We found that the stoplight chart is often too abstract for detailed analysis because it can easily cause people to come to the wrong conclusion about how sufficiently a technique is detected. So we wanted to avoid it for our evaluation results. Alternatively, including a description of the detection may allow a user of a tool to gain useful insights into how a tool performs detections. However, we realized that with no abstraction at all, prospective users would have difficulty understanding the differences in tool approaches and it would reduce the broad usability of the results.
To identify that right level of abstraction, we used our past experiences and looked at what others had done. We drew upon our collective experiences in SOCs, post-exploit detection research, adversary emulation, and ATT&CK. We also looked at what others in the community were thinking and the approach vendors took. At the 2018 SANS Blue Team Summit, John Hubbard provided a 7-tiered approach to quantifying detection maturity. Roberto Rodriguez has done extensive research on ATT&CK detections and scoring their effectiveness.
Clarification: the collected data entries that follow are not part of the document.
//! listing-radar — Binary Entrypoint
//! Boots the two pipeline loops (scraper + sender), the hot-reload signal
//! handler and the Axum health/stats/metrics server, then waits for
//! Ctrl+C and lets everything wind down at its next suspension point.

use std::future::IntoFuture;
use std::sync::Arc;
use std::time::Duration;

use anyhow::{Context, Result};
use tokio::sync::watch;
use tracing_subscriber::{fmt, prelude::*, EnvFilter};

use listing_radar::api::{self, AppState};
use listing_radar::config::{keys, AppConfig, ConfigCache};
use listing_radar::detect::ChangeDetector;
use listing_radar::fetch::{FetchOrchestrator, ScrapeDeps};
use listing_radar::identity::IdentityPool;
use listing_radar::metrics::Metrics;
use listing_radar::notify::NotifierMux;
use listing_radar::proxy::ProxyPool;
use listing_radar::queue;
use listing_radar::rate_limit::RateLimiter;
use listing_radar::ratings::RatingCache;
use listing_radar::scheduler::{spawn_reload_signal, HotReload, ScrapeLoop};
use listing_radar::sender::Sender;
use listing_radar::session::SessionPool;
use listing_radar::store::{FileStore, Store};

const QUEUE_CAPACITY: usize = 200;

fn init_tracing() {
    let filter = EnvFilter::try_from_default_env()
        .unwrap_or_else(|_| EnvFilter::new("listing_radar=info,warn"));
    tracing_subscriber::registry()
        .with(filter)
        .with(fmt::layer().compact())
        .init();
}

#[tokio::main]
async fn main() -> Result<()> {
    // Load .env in local/dev; no-op in prod environments.
    let _ = dotenvy::dotenv();
    init_tracing();

    let app_config = AppConfig::load().context("loading configuration")?;
    let metrics = Metrics::init();

    let store: Arc<dyn Store> = Arc::new(
        FileStore::open(&app_config.state_path, &app_config.sources_path)
            .await
            .context("opening state store")?,
    );
    store
        .append_log("INFO", "main", "listing-radar starting")
        .await
        .ok();

    let config = Arc::new(ConfigCache::new(Arc::clone(&store)));
    let timeout = Duration::from_secs(app_config.request_timeout_secs);

    let identities = Arc::new(IdentityPool::new());
    let rate_per_min = config.get_u64(keys::RATE_LIMIT_PER_MIN).await as usize;
    let limiter = Arc::new(RateLimiter::new(rate_per_min, Duration::from_secs(60)));
    let sessions = Arc::new(SessionPool::new(
        Arc::clone(&identities) as _,
        Arc::clone(&limiter),
        timeout,
    ));

    // Proxy health probes target the first configured source host; with
    // no sources yet, probing is skipped.
    let probe_host = store.active_sources().await.ok().and_then(|sources| {
        sources.iter().flat_map(|s| s.urls.iter()).find_map(|u| {
            url::Url::parse(&u.url)
                .ok()
                .and_then(|p| p.host_str().map(str::to_string))
        })
    });
    let proxies = Arc::new(ProxyPool::new(Arc::clone(&store), probe_host));

    let ratings = Arc::new(RatingCache::with_defaults());
    let fetcher = Arc::new(FetchOrchestrator::new(
        Arc::clone(&sessions),
        Arc::clone(&proxies) as _,
        Arc::clone(&identities) as _,
        ratings,
        timeout,
    ));
    let detector = Arc::new(ChangeDetector::new(Arc::clone(&store)));
    let notifier = Arc::new(NotifierMux::new(app_config.bot_token.clone()));

    let (queue_tx, queue_rx) = queue::bounded(QUEUE_CAPACITY);
    let queue_depth = queue_tx.depth_handle();

    let (stop_tx, stop_rx) = watch::channel(false);

    let scraper = ScrapeLoop {
        store: Arc::clone(&store),
        config: Arc::clone(&config),
        sessions: Arc::clone(&sessions),
        deps: ScrapeDeps {
            fetcher,
            detector,
            queue: queue_tx,
        },
    };
    let scraper_task = tokio::spawn(scraper.run(stop_rx.clone()));

    let sender = Sender::new(Arc::clone(&store), notifier);
    let sender_task = tokio::spawn(sender.run(queue_rx, stop_rx.clone()));

    let reload = Arc::new(HotReload {
        config,
        proxies,
        sessions,
    });
    let _reload_task = spawn_reload_signal(Arc::clone(&reload));

    let state = AppState {
        store: Arc::clone(&store),
        queue_depth,
        started_at: std::time::Instant::now(),
        reload,
    };
    let router = api::router(state, metrics.router());
    let listener = tokio::net::TcpListener::bind(&app_config.listen_addr)
        .await
        .with_context(|| format!("binding {}", app_config.listen_addr))?;
    tracing::info!(addr = %app_config.listen_addr, "api listening");

    let server = axum::serve(listener, router).with_graceful_shutdown({
        let mut stop = stop_rx.clone();
        async move {
            let _ = stop.changed().await;
        }
    });
    let server_task = tokio::spawn(server.into_future());

    tokio::signal::ctrl_c().await.context("waiting for ctrl-c")?;
    tracing::info!("shutting down");
    store
        .append_log("INFO", "main", "listing-radar stopping")
        .await
        .ok();
    let _ = stop_tx.send(true);

    let _ = scraper_task.await;
    let _ = sender_task.await;
    let _ = server_task.await;
    tracing::info!("bye");
    Ok(())
}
We decided that our goals of articulating evaluation results required a new approach to describe detections. Our initial approach was heavily influenced by our experience in SOCs. We considered what we had observed in tools as well as what data we found useful as network defenders. We started with broad categories that describe detections: General Behavior, Specific Behavior, Indicators of Compromise, Telemetry, and None. As our understanding matured, we recognized additional gaps, which we filled with additional categories: Enrichment, Delayed, Configuration Change, and Tainted. Definitions of each of our detection categories can be found here.
This is where we stand today. We recognize that these categories are not perfect, and we will continue to refine them. That said, they provide a high-level classification of different types of detection. The categories allow us to communicate these different types of detection in a common way across different products. They provide more detail than simply saying a vendor alerted, could have detected, or missed, and we feel that detail is important to help users understand the data we provide with the evaluations as well as and the capabilities the data represents.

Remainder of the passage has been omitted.